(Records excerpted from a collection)
//! Handlers for the administrative RPCs the proxy intercepts.

use std::collections::{BTreeSet, HashMap};
use std::sync::Arc;

use datastore::{RepositoryInfo, RepositoryStore};
use nodes::HealthChecker;
use proto::palisade::*;
use tonic::Status;

use crate::status::datastore_status;

pub struct AdminHandlers {
    store: Arc<dyn RepositoryStore>,
    health: Arc<dyn HealthChecker>,
    configured: HashMap<String, Vec<String>>,
}

impl AdminHandlers {
    pub fn new(
        store: Arc<dyn RepositoryStore>,
        health: Arc<dyn HealthChecker>,
        configured: HashMap<String, Vec<String>>,
    ) -> Self {
        Self {
            store,
            health,
            configured,
        }
    }

    fn storages(&self, virtual_storage: &str) -> Result<&Vec<String>, Status> {
        if virtual_storage.is_empty() {
            return Err(Status::invalid_argument("virtual storage is not set"));
        }
        self.configured.get(virtual_storage).ok_or_else(|| {
            Status::invalid_argument(format!("unknown virtual storage {virtual_storage:?}"))
        })
    }

    pub async fn repository_metadata(
        &self,
        request: GetRepositoryMetadataRequest,
    ) -> Result<GetRepositoryMetadataResponse, Status> {
        self.storages(&request.virtual_storage)?;
        let info = self
            .store
            .repository_metadata(&request.virtual_storage, &request.relative_path)
            .await
            .map_err(datastore_status)?;

        let healthy = self.health.healthy_storages(&request.virtual_storage);
        Ok(GetRepositoryMetadataResponse {
            metadata: Some(to_metadata(info, &healthy)),
        })
    }

    pub async fn dataloss_check(
        &self,
        request: DatalossCheckRequest,
    ) -> Result<DatalossCheckResponse, Status> {
        self.storages(&request.virtual_storage)?;
        let healthy = self.health.healthy_storages(&request.virtual_storage);

        let repositories = self
            .store
            .get_partially_available_repositories(&request.virtual_storage)
            .await
            .map_err(datastore_status)?
            .into_iter()
            .filter(|info| request.include_partially_replicated || primary_outdated(info))
            .map(|info| to_metadata(info, &healthy))
            .collect();

        Ok(DatalossCheckResponse { repositories })
    }

    pub async fn set_authoritative_storage(
        &self,
        request: SetAuthoritativeStorageRequest,
    ) -> Result<SetAuthoritativeStorageResponse, Status> {
        let storages = self.storages(&request.virtual_storage)?;
        if !storages.contains(&request.authoritative_storage) {
            return Err(Status::invalid_argument(format!(
                "unknown authoritative storage {:?}",
                request.authoritative_storage
            )));
        }

        self.store
            .set_authoritative_replica(
                &request.virtual_storage,
                &request.relative_path,
                &request.authoritative_storage,
            )
            .await
            .map_err(datastore_status)?;
        Ok(SetAuthoritativeStorageResponse {})
    }

    pub async fn set_replication_factor(
        &self,
        request: SetReplicationFactorRequest,
    ) -> Result<SetReplicationFactorResponse, Status> {
        let storages = self.storages(&request.virtual_storage)?;
        let factor = usize::try_from(request.replication_factor).unwrap_or(0);
        if factor < 1 || factor > storages.len() {
            return Err(Status::invalid_argument(format!(
                "replication factor must be between 1 and {}, got {}",
                storages.len(),
                request.replication_factor
            )));
        }

        let storages = self
            .store
            .set_replication_factor(&request.virtual_storage, &request.relative_path, factor)
            .await
            .map_err(datastore_status)?;
        Ok(SetReplicationFactorResponse { storages })
    }

    pub async fn repository_replicas(
        &self,
        request: GetRepositoryReplicasRequest,
    ) -> Result<GetRepositoryReplicasResponse, Status> {
        self.storages(&request.virtual_storage)?;
        let info = self
            .store
            .repository_metadata(&request.virtual_storage, &request.relative_path)
            .await
            .map_err(datastore_status)?;
        let healthy = self.health.healthy_storages(&request.virtual_storage);

        Ok(GetRepositoryReplicasResponse {
            replicas: to_metadata(info, &healthy).replicas,
        })
    }
}

/// True dataloss: the write path is lost because the primary (if any) is
/// missing the latest generation.
fn primary_outdated(info: &RepositoryInfo) -> bool {
    let Some(primary) = &info.primary else {
        return true;
    };
    info.replicas
        .iter()
        .find(|replica| &replica.storage == primary)
        .map(|replica| replica.generation < info.generation)
        .unwrap_or(true)
}

fn to_metadata(info: RepositoryInfo, healthy: &BTreeSet<String>) -> RepositoryMetadata {
    RepositoryMetadata {
        virtual_storage: info.virtual_storage,
        relative_path: info.relative_path,
        primary: info.primary.unwrap_or_default(),
        generation: info.generation,
        replicas: info
            .replicas
            .into_iter()
            .map(|replica| ReplicaMetadata {
                healthy: healthy.contains(&replica.storage),
                assigned: replica.assigned,
                generation: replica.generation,
                storage: replica.storage,
            })
            .collect(),
    }
}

◆ Task instructions
The lines needed are those in the data above that hold the string "RepositoryInfo"; copy each of them.

◆ Solution to this problem
use datastore::{RepositoryInfo, RepositoryStore};
fn primary_outdated(info: &RepositoryInfo) -> bool {
fn to_metadata(info: RepositoryInfo, healthy: &BTreeSet<String>) -> RepositoryMetadata {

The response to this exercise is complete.